학술논문

Longitudinal patient-reported outcomes on genotype-guided irinotecan dosing: feasibility and clinical relevance.
Document Type
Academic Journal
Author
Sorah JD; Lineberger Comprehensive Cancer Center, Chapel Hill, NC 27599, United States.; Division of Oncology, Department of Medicine, University of North Carolina, Chapel Hill, NC 27599, United States.; Deal AM; Lineberger Comprehensive Cancer Center, Chapel Hill, NC 27599, United States.; Stein SI; Lineberger Comprehensive Cancer Center, Chapel Hill, NC 27599, United States.; Jonsson M; Lineberger Comprehensive Cancer Center, Chapel Hill, NC 27599, United States.; Innocenti F; Division of Pharmacotherapy and Experimental Therapeutics, Eshelman School of Pharmacy, University of North Carolina, Chapel Hill, NC 27599, United States.; Turk A; Division of Hematology/Oncology, Indiana University, Indianapolis, IN 46202, United States.; Boles JC; UNC Rex Hematology/Oncology, Raleigh, NC 27607, United States.; Irvin W; Bon Secours Cancer Institute, Richmond, VA 23114, United States.; Basch EM; Lineberger Comprehensive Cancer Center, Chapel Hill, NC 27599, United States.; Division of Oncology, Department of Medicine, University of North Carolina, Chapel Hill, NC 27599, United States.; Sanoff HK; Lineberger Comprehensive Cancer Center, Chapel Hill, NC 27599, United States.; Division of Oncology, Department of Medicine, University of North Carolina, Chapel Hill, NC 27599, United States.; Wood WA; Lineberger Comprehensive Cancer Center, Chapel Hill, NC 27599, United States.; Division of Hematology, Department of Medicine, University of North Carolina, Chapel Hill, NC 27599, United States.
Source
Publisher: Oxford University Press Country of Publication: England NLM ID: 9607837 Publication Model: Print-Electronic Cited Medium: Internet ISSN: 1549-490X (Electronic) Linking ISSN: 10837159 NLM ISO Abbreviation: Oncologist Subsets: MEDLINE
Subject
Language
English
Abstract
Introduction: Standard investigator-based adverse events (AE) assessment is via CTCAE for clinical trials. However, including the patient perspective through PRO (patient-reported outcomes) enhances clinicians' understanding of patient toxicity and fosters early detection of AEs.

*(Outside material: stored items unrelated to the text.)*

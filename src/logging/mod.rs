//! Console, file, and diagnostic logging.

mod buffered;
mod diagnostic;
mod logger;
mod subscriber;
mod types;
mod utils;

pub use buffered::BufferedLog;
pub use diagnostic::{diag_thread_name, set_diag_thread_name, DiagEvent, DiagnosticLog};
pub use logger::Logger;
pub use subscriber::init_subscriber;
pub use types::{Log, TaskEntry, TaskStatus};

/// Serializes `XDG_CACHE_HOME` manipulation across parallel test threads.
#[cfg(test)]
pub(crate) static TEST_ENV_MUTEX: std::sync::Mutex<()> = std::sync::Mutex::new(());

/// A [`Logger`] writing into a temp cache dir, with a thread-local tracing
/// dispatcher feeding a [`FileLayer`](subscriber::FileLayer) so logger
/// methods reach a real file during tests.
///
/// The returned guard must stay alive for the duration of the test;
/// dropping it restores the previous dispatcher.
#[cfg(test)]
#[allow(clippy::expect_used)]
pub(crate) fn isolated_logger() -> (Logger, tempfile::TempDir, tracing::dispatcher::DefaultGuard) {
    use tracing_subscriber::{filter::LevelFilter, layer::SubscriberExt as _, Layer as _};
    let tmp = tempfile::tempdir().expect("create temp dir");
    let env_lock = TEST_ENV_MUTEX
        .lock()
        .unwrap_or_else(std::sync::PoisonError::into_inner);
    std::env::set_var("XDG_CACHE_HOME", tmp.path());
    let file_layer = subscriber::FileLayer::new("test").expect("create file layer");
    let log = Logger::new("test");
    std::env::remove_var("XDG_CACHE_HOME");
    drop(env_lock);
    let registry =
        tracing_subscriber::registry().with(file_layer.with_filter(LevelFilter::DEBUG));
    let guard = tracing::dispatcher::set_default(&tracing::Dispatch::new(registry));
    (log, tmp, guard)
}
//! Rayon-backed parallel batches for the reconciliation loop.

use std::sync::Mutex;

use anyhow::Result;

use super::apply::{process_single, remove_single};
use super::{ProcessOpts, TaskResult, TaskStats};
use crate::logging::{diag_thread_name, set_diag_thread_name};
use crate::resources::{Applicable, Resource, ResourceState};
use crate::tasks::Context;

pub(super) fn process_resources_parallel<R: Resource + Send>(
    ctx: &Context,
    resources: Vec<R>,
    opts: &ProcessOpts,
) -> Result<TaskResult> {
    run_parallel(ctx, resources, opts, |resource| {
        let observed = resource.current_state()?;
        Ok((resource, observed))
    })
}

pub(super) fn process_resource_states_parallel<R: Applicable + Send>(
    ctx: &Context,
    resource_states: Vec<(R, ResourceState)>,
    opts: &ProcessOpts,
) -> Result<TaskResult> {
    run_parallel(ctx, resource_states, opts, Ok)
}

pub(super) fn process_remove_parallel<R: Resource + Send>(
    ctx: &Context,
    resources: Vec<R>,
    verb: &str,
) -> Result<TaskResult> {
    let stats = collect_parallel_stats(resources, |resource| {
        let observed = resource.current_state()?;
        remove_single(ctx, &resource, &observed, verb)
    })?;
    Ok(stats.finish(ctx))
}

/// Fan `work` out over Rayon and sum the per-item stats deltas.
///
/// The lock guards only the counter update; probes and mutations run
/// unlocked so items genuinely proceed concurrently. The diagnostic thread
/// name is captured up front and re-set per item, since Rayon reuses
/// worker threads across unrelated batches.
fn collect_parallel_stats<T: Send>(
    items: Vec<T>,
    work: impl Fn(T) -> Result<TaskStats> + Sync + Send,
) -> Result<TaskStats> {
    use rayon::prelude::*;
    let task_name = diag_thread_name();
    let stats = Mutex::new(TaskStats::new());
    items.into_par_iter().try_for_each(|item| -> Result<()> {
        set_diag_thread_name(&task_name);
        let delta = work(item)?;
        *stats
            .lock()
            .map_err(|e| anyhow::anyhow!("stats mutex poisoned: {e}"))? += delta;
        Ok(())
    })?;
    Ok(stats
        .into_inner()
        .unwrap_or_else(std::sync::PoisonError::into_inner))
}

fn run_parallel<T: Send, R: Applicable + Send>(
    ctx: &Context,
    items: Vec<T>,
    opts: &ProcessOpts,
    classify: impl Fn(T) -> Result<(R, ResourceState)> + Sync,
) -> Result<TaskResult> {
    let stats = collect_parallel_stats(items, |item| {
        let (resource, observed) = classify(item)?;
        process_single(ctx, &resource, observed, opts)
    })?;
    Ok(stats.finish(ctx))
}
//! Symlink reconciliation tasks.

use std::any::TypeId;

use anyhow::Result;

use super::{
    process_resources, process_resources_remove, Context, ProcessOpts, Task, TaskResult,
};
use crate::resources::link::LinkResource;

fn link_resources(ctx: &Context) -> Vec<LinkResource> {
    let links_dir = ctx.links_dir();
    ctx.config_read()
        .links
        .iter()
        .map(|link| {
            LinkResource::new(
                links_dir.join(&link.source),
                ctx.home.join(link.target_rel()),
            )
        })
        .collect()
}

/// Link every declared source into `$HOME`.
pub struct ApplyLinks;

impl Task for ApplyLinks {
    fn name(&self) -> &'static str {
        "Apply links"
    }

    fn dependencies(&self) -> Vec<TypeId> {
        vec![TypeId::of::<super::reload::ReloadConfig>()]
    }

    fn should_run(&self, ctx: &Context) -> bool {
        !ctx.config_read().links.is_empty()
    }

    fn run(&self, ctx: &Context) -> Result<TaskResult> {
        process_resources(ctx, link_resources(ctx), &ProcessOpts::apply_all("link"))
    }
}

/// Undo [`ApplyLinks`], leaving the content materialised in place.
pub struct RemoveLinks;

impl Task for RemoveLinks {
    fn name(&self) -> &'static str {
        "Remove links"
    }

    fn should_run(&self, ctx: &Context) -> bool {
        !ctx.config_read().links.is_empty()
    }

    fn run(&self, ctx: &Context) -> Result<TaskResult> {
        process_resources_remove(ctx, link_resources(ctx), "unlink")
    }
}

We assessed longitudinal integration of PRO-CTCAE within clinical workflow in a phase II trial.
Materials and Methods: As a sub-study in a phase II trial of genotype-directed irinotecan dosing evaluating efficacy in patients with metastatic colorectal cancer receiving FOLFIRI and bevacizumab, patients reported on 13 AEs generating a PRO-CTCAE form. The primary objective was to estimate forms completed by patients and clinicians at least 80% of time. Secondary objectives were estimating concordance and time to first score of specific symptoms between patient and clinician pairs.
Results: Feasibility of longitudinal PRO-CTCAE integration was met as 96% of patients and clinician-patient pairs completed at least 80% of PRO-CTCAE forms available to them with 79% achieving 100% completion. Concordance between patient and clinician reporting a severe symptom was 73% with 24 disconcordant pairs, 21 involved patients who reported a severe symptom that the clinician did not. Although protocol-mandated dose reductions were guided by CTCAE not PRO-CTCAE responses, the median time to dose reduction of 2.53 months, and the time-to-event curve closely approximated time to patient-reported toxicity.
Conclusion: Longitudinal integration of PRO-CTCAE paired CTCAE proved feasible. Compared to clinicians, patients reported severe symptoms more frequently and earlier. Patient-reported toxicity more closely aligned with dose decreases indicating incorporation into routine clinical practice may enhance early detection of toxicity improving patient safety and quality of life.